Из большого толстого полена Степан Захарович во дворе делал корыто для поросёнка.
Солнце поднялось уже высоко и грело по-настоящему. От влажной крыши сарая, от ступенек крыльца, от подоконников шёл пар.
— Степану Захаровичу моё почтение!
Дед поднял голову и улыбнулся.
— А-а! Тихону Михайловичу… — приветливо встретил он неожиданного гостя. — С хорошей погодой!
Тихон Михайлович сел на крыльцо, достал кисет и начал сворачивать цыгарку.
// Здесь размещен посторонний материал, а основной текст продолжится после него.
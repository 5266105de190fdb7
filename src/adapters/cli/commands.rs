//! CLI Command Definitions
//!
//! Argument parsing for the bond desk binary.

use clap::{Parser, Subcommand};
use std::path::PathBuf;

use crate::config::DEFAULT_CONFIG_PATH;

/// Bond Desk - terminal client for the sovereign bond marketplace
#[derive(Parser, Debug)]
#[command(
    name = "bond-desk",
    version = env!("CARGO_PKG_VERSION"),
    author = env!("CARGO_PKG_AUTHORS"),
    about = "Terminal client for the sovereign bond marketplace",
    long_about = "Bond Desk lists tokenized sovereign bonds, shows portfolio and market \
                  statistics, and submits buy/sell trades against the marketplace API."
)]
pub struct CliApp {
    /// The command to execute
    #[command(subcommand)]
    pub command: Command,

    /// Enable verbose logging
    #[arg(short, long, global = true)]
    pub verbose: bool,

    /// Enable debug logging
    #[arg(long, global = true)]
    pub debug: bool,

    /// Path to configuration file
    #[arg(short, long, global = true, value_name = "FILE", default_value = DEFAULT_CONFIG_PATH)]
    pub config: PathBuf,

    /// Override the marketplace API origin
    #[arg(long, global = true, value_name = "URL")]
    pub api_url: Option<String>,
}

/// Available commands
#[derive(Subcommand, Debug)]
pub enum Command {
    /// List all bonds
    Bonds,

    /// Show one bond with its server-side yield
    Bond(BondCmd),

    /// Show a user's portfolio
    Portfolio(PortfolioCmd),

    /// Show market statistics
    Stats,

    /// Buy or sell a bond
    Trade(TradeCmd),

    /// Check that the marketplace API is reachable
    Health,

    /// Interactive dashboard with background refresh
    Dashboard(DashboardCmd),
}

/// Show one bond
#[derive(Parser, Debug)]
pub struct BondCmd {
    /// Bond id
    #[arg(value_name = "ID")]
    pub id: String,
}

/// Show portfolio
#[derive(Parser, Debug)]
pub struct PortfolioCmd {
    /// User address (defaults to the configured session user)
    #[arg(short, long, value_name = "ADDR")]
    pub user: Option<String>,
}

/// Submit a trade
#[derive(Parser, Debug)]
pub struct TradeCmd {
    /// Bond id, country code or country name
    #[arg(value_name = "BOND_ID")]
    pub bond_id: String,

    /// Number of bond tokens
    #[arg(value_name = "QUANTITY")]
    pub quantity: String,

    /// Sell instead of buy
    #[arg(long)]
    pub sell: bool,

    /// User address (defaults to the configured session user)
    #[arg(short, long, value_name = "ADDR")]
    pub user: Option<String>,
}

/// Interactive dashboard
#[derive(Parser, Debug)]
pub struct DashboardCmd {
    /// Refresh interval in seconds (defaults to session.poll_interval_secs)
    #[arg(short, long, value_name = "SECS")]
    pub interval: Option<u64>,

    /// Disable ANSI colours
    #[arg(long)]
    pub no_color: bool,
}
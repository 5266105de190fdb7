//! Bond Desk - terminal view layer for a sovereign bond marketplace
//!
//! Lists tokenized sovereign bonds, tracks a user's portfolio and market
//! statistics, and submits buy/sell trades against the marketplace API.
//!
//! # Modules
//!
//! - `domain`: Bonds, portfolios, trades and the display rules (risk/yield bands, supply ratio)
//! - `ports`: Trait abstractions (BondMarketPort, Notifier) and recording mocks
//! - `adapters`: External implementations (marketplace HTTP client, terminal, CLI)
//! - `config`: Configuration loading and validation
//! - `application`: View controller, UI state machine, request sequencing and polling

pub mod domain;
pub mod ports;
pub mod adapters;
pub mod config;
pub mod application;
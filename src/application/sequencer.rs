//! Per-category request tokens for read refreshes.
//!
//! Every read takes a token when it is issued. A completion is applied
//! only if its token is newer than the last one applied for the same
//! category, so a slow response can never overwrite a fresher cache.

use std::sync::atomic::{AtomicU64, Ordering};

#[derive(Debug, Clone, Copy, PartialEq, Eq, Hash)]
pub enum ReadKind {
    Bonds,
    Portfolio,
    MarketStats,
}

impl ReadKind {
    fn index(self) -> usize {
        match self {
            ReadKind::Bonds => 0,
            ReadKind::Portfolio => 1,
            ReadKind::MarketStats => 2,
        }
    }
}

#[derive(Debug, Clone, Copy, PartialEq, Eq)]
pub struct RequestToken {
    pub kind: ReadKind,
    pub value: u64,
}

#[derive(Debug, Default)]
pub struct RequestSequencer {
    issued: [AtomicU64; 3],
}

impl RequestSequencer {
    pub fn new() -> Self {
        Self::default()
    }

    pub fn issue(&self, kind: ReadKind) -> RequestToken {
        let value = self.issued[kind.index()].fetch_add(1, Ordering::SeqCst) + 1;
        RequestToken { kind, value }
    }
}

/// Last token applied per category. Lives inside the guarded view state so
/// the check and the cache write happen under the same lock.
#[derive(Debug, Clone, Default, PartialEq)]
pub struct AppliedTokens {
    applied: [u64; 3],
}

impl AppliedTokens {
    /// Record `token` as applied if it is newer than the last one
    pub fn accept(&mut self, token: RequestToken) -> bool {
        let slot = &mut self.applied[token.kind.index()];
        if token.value <= *slot {
            return false;
        }
        *slot = token.value;
        true
    }

    pub fn last(&self, kind: ReadKind) -> u64 {
        self.applied[kind.index()]
    }
}
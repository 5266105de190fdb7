use chrono::NaiveDate;
use serde::{Deserialize, Serialize};

fn default_currency() -> String {
    "USD".to_string()
}

/// A mock sovereign debt instrument as served by `/api/bonds`
#[derive(Debug, Clone, PartialEq, Serialize, Deserialize)]
pub struct Bond {
    pub id: String,
    pub country: String,
    pub country_code: String,
    pub face_value: f64,
    /// Annual coupon rate in percent
    pub coupon_rate: f64,
    pub maturity_date: String,
    #[serde(default)]
    pub issue_date: String,
    pub current_price: f64,
    /// Country risk in percent
    pub risk_factor: f64,
    #[serde(default = "default_currency")]
    pub currency: String,
    pub total_supply: u64,
    pub available_supply: u64,
}

impl Bond {
    /// Units already placed with holders
    pub fn sold_supply(&self) -> u64 {
        self.total_supply.saturating_sub(self.available_supply)
    }

    pub fn is_sold_out(&self) -> bool {
        self.available_supply == 0
    }

    /// Price relative to face value, in percent (100.0 = par)
    pub fn price_to_par_pct(&self) -> Option<f64> {
        if self.face_value <= 0.0 {
            return None;
        }
        Some(self.current_price / self.face_value * 100.0)
    }

    pub fn maturity(&self) -> Option<NaiveDate> {
        NaiveDate::parse_from_str(&self.maturity_date, "%Y-%m-%d").ok()
    }

    /// Fractional years between `today` and maturity. Negative once matured.
    pub fn years_to_maturity(&self, today: NaiveDate) -> Option<f64> {
        let maturity = self.maturity()?;
        Some((maturity - today).num_days() as f64 / 365.25)
    }

    /// Case-insensitive match on id, country code or country name
    pub fn matches(&self, needle: &str) -> bool {
        let needle = needle.trim();
        self.id == needle
            || self.country_code.eq_ignore_ascii_case(needle)
            || self.country.eq_ignore_ascii_case(needle)
    }
}
//! Stateless rendering of the view state as terminal text.
//!
//! Every function here is pure: same input, same string. Nothing reads
//! the network or the clock except through the values passed in.

use std::fmt::Write;

use chrono::NaiveDate;

use crate::application::{ModalState, Tab, UiState, ViewState};
use crate::domain::{
    displayed_yield, format_pct, format_usd, supply_ratio_pct, Bond, BondYieldQuote,
    DisplayedYield, MarketStats, PortfolioView, RiskBand, YieldBand,
};

/// Width of the supply bar in characters
pub const SUPPLY_BAR_WIDTH: usize = 20;

const RESET: &str = "\x1b[0m";
const BOLD: &str = "\x1b[1m";
const DIM: &str = "\x1b[2m";
const RED: &str = "\x1b[31m";
const GREEN: &str = "\x1b[32m";
const YELLOW: &str = "\x1b[33m";
const CYAN: &str = "\x1b[36m";

/// ANSI colouring, switchable for pipes and tests
#[derive(Debug, Clone, Copy, PartialEq, Eq)]
pub struct Palette {
    pub color: bool,
}

impl Palette {
    pub fn plain() -> Self {
        Self { color: false }
    }

    pub fn ansi() -> Self {
        Self { color: true }
    }

    fn paint(&self, code: &str, text: &str) -> String {
        if self.color {
            format!("{}{}{}", code, text, RESET)
        } else {
            text.to_string()
        }
    }

    pub fn risk(&self, band: RiskBand, text: &str) -> String {
        let code = match band {
            RiskBand::Low => GREEN,
            RiskBand::Medium => YELLOW,
            RiskBand::High => RED,
        };
        self.paint(code, text)
    }

    pub fn yield_band(&self, band: YieldBand, text: &str) -> String {
        match band {
            YieldBand::Highest => self.paint(GREEN, text),
            YieldBand::Elevated => self.paint(YELLOW, text),
            YieldBand::Standard => text.to_string(),
        }
    }

    pub fn bold(&self, text: &str) -> String {
        self.paint(BOLD, text)
    }

    pub fn dim(&self, text: &str) -> String {
        self.paint(DIM, text)
    }

    pub fn accent(&self, text: &str) -> String {
        self.paint(CYAN, text)
    }

    fn pnl(&self, value: f64) -> String {
        let text = format_usd(value);
        if value > 0.0 {
            self.paint(GREEN, &text)
        } else if value < 0.0 {
            self.paint(RED, &text)
        } else {
            text
        }
    }
}

/// `[#######-------------]` filled by available supply
pub fn supply_bar(bond: &Bond) -> String {
    let filled = ((supply_ratio_pct(bond) / 100.0) * SUPPLY_BAR_WIDTH as f64).round() as usize;
    let filled = filled.min(SUPPLY_BAR_WIDTH);
    format!("[{}{}]", "#".repeat(filled), "-".repeat(SUPPLY_BAR_WIDTH - filled))
}

pub fn render_tabs(active: Tab, palette: Palette) -> String {
    Tab::ALL
        .iter()
        .map(|tab| {
            if *tab == active {
                palette.bold(&format!("[ {} ]", tab.title()))
            } else {
                palette.dim(&format!("  {}  ", tab.title()))
            }
        })
        .collect::<Vec<_>>()
        .join(" ")
}

fn yield_text(shown: DisplayedYield, palette: Palette) -> String {
    let value = shown.value();
    let mut text = format_pct(value);
    if shown.is_estimate() {
        text.push_str(" est.");
    }
    palette.yield_band(YieldBand::from_yield(value), &text)
}

pub fn render_bond_card(index: usize, bond: &Bond, shown: DisplayedYield, palette: Palette) -> String {
    let risk = RiskBand::from_risk_factor(bond.risk_factor);
    let mut out = String::new();

    let _ = writeln!(
        out,
        "{:>2}. {} ({})  matures {}",
        index,
        palette.bold(&bond.country),
        bond.country_code,
        bond.maturity_date
    );
    let _ = writeln!(
        out,
        "    Price {}  Face {}  Coupon {}",
        format_usd(bond.current_price),
        format_usd(bond.face_value),
        format_pct(bond.coupon_rate)
    );
    let _ = writeln!(
        out,
        "    Yield {}  Risk {}",
        yield_text(shown, palette),
        palette.risk(risk, &format!("{} {}", format_pct(bond.risk_factor), risk))
    );
    let availability = if bond.is_sold_out() {
        palette.dim("sold out")
    } else {
        format!("{} / {} available", bond.available_supply, bond.total_supply)
    };
    let _ = writeln!(out, "    Supply {} {}", supply_bar(bond), availability);
    out
}

pub fn render_market(bonds: &[Bond], portfolio: Option<&PortfolioView>, palette: Palette) -> String {
    if bonds.is_empty() {
        return palette.dim("No bonds loaded yet.\n");
    }
    bonds
        .iter()
        .enumerate()
        .map(|(i, bond)| render_bond_card(i + 1, bond, displayed_yield(bond, portfolio), palette))
        .collect::<Vec<_>>()
        .join("\n")
}

pub fn render_portfolio(portfolio: Option<&PortfolioView>, palette: Palette) -> String {
    let Some(view) = portfolio else {
        return palette.dim("Portfolio not loaded yet.\n");
    };

    let mut out = String::new();
    let _ = writeln!(
        out,
        "Total value {}  Avg yield {}  Bonds held {}",
        palette.bold(&format_usd(view.portfolio.total_value)),
        format_pct(view.portfolio.total_yield),
        view.summary.total_bonds
    );

    if view.is_empty() {
        let _ = writeln!(out, "{}", palette.dim("No holdings. Buy a bond from the marketplace."));
        return out;
    }

    for holding in &view.holdings {
        let _ = writeln!(
            out,
            "  {} ({})  qty {}  value {}  yield {}  P&L {}",
            holding.bond.country,
            holding.bond.country_code,
            holding.quantity,
            format_usd(holding.current_value),
            palette.yield_band(
                YieldBand::from_yield(holding.dynamic_yield),
                &format_pct(holding.dynamic_yield)
            ),
            palette.pnl(holding.unrealized_pnl)
        );
    }
    let _ = writeln!(out, "  Unrealized P&L {}", palette.pnl(view.total_unrealized_pnl()));
    out
}

pub fn render_analytics(stats: Option<&MarketStats>, bonds: &[Bond], palette: Palette) -> String {
    let Some(stats) = stats else {
        return palette.dim("Market statistics not loaded yet.\n");
    };

    let mut out = String::new();
    let _ = writeln!(out, "Total market value  {}", palette.bold(&format_usd(stats.total_market_value)));
    let _ = writeln!(out, "Average yield       {}", format_pct(stats.average_yield));
    let _ = writeln!(out, "Active bonds        {}", stats.active_bonds);
    let _ = writeln!(out, "24h volume          {}", format_usd(stats.total_volume_24h));
    let _ = writeln!(out, "Transactions        {}", stats.total_transactions);

    if !bonds.is_empty() {
        let count = |band: RiskBand| {
            bonds
                .iter()
                .filter(|b| RiskBand::from_risk_factor(b.risk_factor) == band)
                .count()
        };
        let _ = writeln!(
            out,
            "Risk distribution   {}  {}  {}",
            palette.risk(RiskBand::Low, &format!("low {}", count(RiskBand::Low))),
            palette.risk(RiskBand::Medium, &format!("medium {}", count(RiskBand::Medium))),
            palette.risk(RiskBand::High, &format!("high {}", count(RiskBand::High)))
        );
    }
    out
}

/// The trade form, or `None` while it is closed
pub fn render_trade_form(ui: &UiState, palette: Palette) -> Option<String> {
    if ui.modal == ModalState::Closed {
        return None;
    }
    let bond = ui.selected_bond.as_ref()?;

    let mut out = String::new();
    let _ = writeln!(out, "{}", palette.accent(&format!("--- Trade {} ({}) ---", bond.country, bond.country_code)));
    let _ = writeln!(
        out,
        "  Price {}  Available {}",
        format_usd(bond.current_price),
        bond.available_supply
    );
    let _ = writeln!(out, "  Quantity: {}  Direction: {}", ui.quantity, ui.direction);
    if let Ok(quantity) = ui.quantity.trim().parse::<f64>() {
        let _ = writeln!(out, "  Estimated total {}", format_usd(quantity * bond.current_price));
    }
    if ui.loading {
        let _ = writeln!(out, "  {}", palette.dim("Submitting..."));
    } else {
        let _ = writeln!(out, "  {}", palette.dim("qty <n> | buy | sell | cancel"));
    }
    Some(out)
}

/// Single bond card with identifiers, time to maturity and the yield breakdown
pub fn render_bond_detail(
    bond: &Bond,
    quote: Option<&BondYieldQuote>,
    today: NaiveDate,
    palette: Palette,
) -> String {
    let shown = quote
        .map(|q| DisplayedYield::Server(q.dynamic_yield))
        .unwrap_or_else(|| displayed_yield(bond, None));

    let mut out = render_bond_card(1, bond, shown, palette);
    let _ = writeln!(out, "    Id {}  Issued {}  Currency {}", bond.id, bond.issue_date, bond.currency);
    match bond.years_to_maturity(today) {
        Some(years) if years > 0.0 => {
            let _ = writeln!(out, "    Matures in {:.1} years", years);
        }
        Some(_) => {
            let _ = writeln!(out, "    {}", palette.dim("Matured"));
        }
        None => {}
    }
    if let Some(pct) = bond.price_to_par_pct() {
        let _ = writeln!(out, "    Price to par {}", format_pct(pct));
    }
    if let Some(q) = quote {
        let _ = writeln!(
            out,
            "    Base yield {}  Risk premium {}",
            format_pct(q.base_yield),
            format_pct(q.risk_premium())
        );
    }
    out
}

/// Full dashboard frame for the current state
pub fn render_view(state: &ViewState, user_address: &str, palette: Palette) -> String {
    let mut out = String::new();
    let _ = writeln!(out, "{}  {}", palette.bold("Sovereign Bond Desk"), palette.dim(user_address));
    let _ = writeln!(out, "{}", render_tabs(state.ui.tab, palette));
    out.push('\n');

    let body = match state.ui.tab {
        Tab::Market => render_market(&state.bonds, state.portfolio.as_ref(), palette),
        Tab::Portfolio => render_portfolio(state.portfolio.as_ref(), palette),
        Tab::Analytics => render_analytics(state.market_stats.as_ref(), &state.bonds, palette),
    };
    out.push_str(&body);

    if let Some(form) = render_trade_form(&state.ui, palette) {
        out.push('\n');
        out.push_str(&form);
    }

    let updated = state
        .last_refresh
        .map(|t| t.format("%H:%M:%S UTC").to_string())
        .unwrap_or_else(|| "never".to_string());
    let _ = writeln!(out, "\n{}", palette.dim(&format!("Last update {}", updated)));
    out
}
— Слышал я, что у вас картошка сортовая пропала…
— Верно. Случилось такое происшествие. Положил себе под кровать, а на другой день хватился, — её и след простыл. Куда делась, не пойму…
— На кого же у вас подозрение?
— А что хочешь, то и думай! Думаем, крысы, а только откуда они взялись?..
— Вот насчёт этого дела я и хотел поговорить… Так, чтобы весь разговор промеж нас остался…
Когда Тихон Михайлович ушёл на конюшню, Степан Захарович оставил недоделанное корыто и с таинственным видом вернулся домой. Ваня сидел над учебниками, но не занимался, а, глубоко задумавшись, смотрел в окно. С минуты на минуту он ждал Зину с обещанным клубнем. Мальчик не обратил внимания на то, что дед сходил в соседнюю комнату.
— Ну что, Ванюша, задумался? — спросил дед, хлопнув внука по плечу. — Всё о картошке горюешь! Это ничего… Это тебе полезно. Теперь ты настоящую цену ей знаешь…
Ваня с удивлением взглянул на деда. В его словах, а главное в хитром, многозначительном выражении лица, скрывалось что-то необычное.
— Ты это к чему, дедушка?
— А к тому, что не горюй… Не пропала твоя картошка… Чего ты глаза-то вытаращил? Пойди посмотри… Лежит на месте со вчерашнего дня.
Ваня вскочил и бросился к своей кровати. Действительно, дед говорил правду: клубни лежали в ящике.
— Дед, как же это? — со счастливой улыбкой спросил мальчик, возвращаясь назад.
— Ну, мало ли как… Так тебе всё и скажи!
— Скажи, дед…
— Нет, лучше не спрашивай. Всё равно не скажу…
Часть третья
27. В пути
Подкрадывался рассвет, и малохоженная тропинка, поросшая травой, становилась всё заметней. Ветки уже не лезли в лицо, и можно было разглядеть крошечные, чуть распустившиеся листочки на деревьях. Вот светлые, как будто лаком покрытые листочки берёзы. У ольхи они собраны гармошкой. На кончиках сосновых веток пушистые почки. Скоро они вытянутся и, как свечки, будут торчать вверх. Черёмуха готовится цвести. Бутончики её похожи на какие-то шишки; наступит тепло — и они быстро развернутся в белые кисти.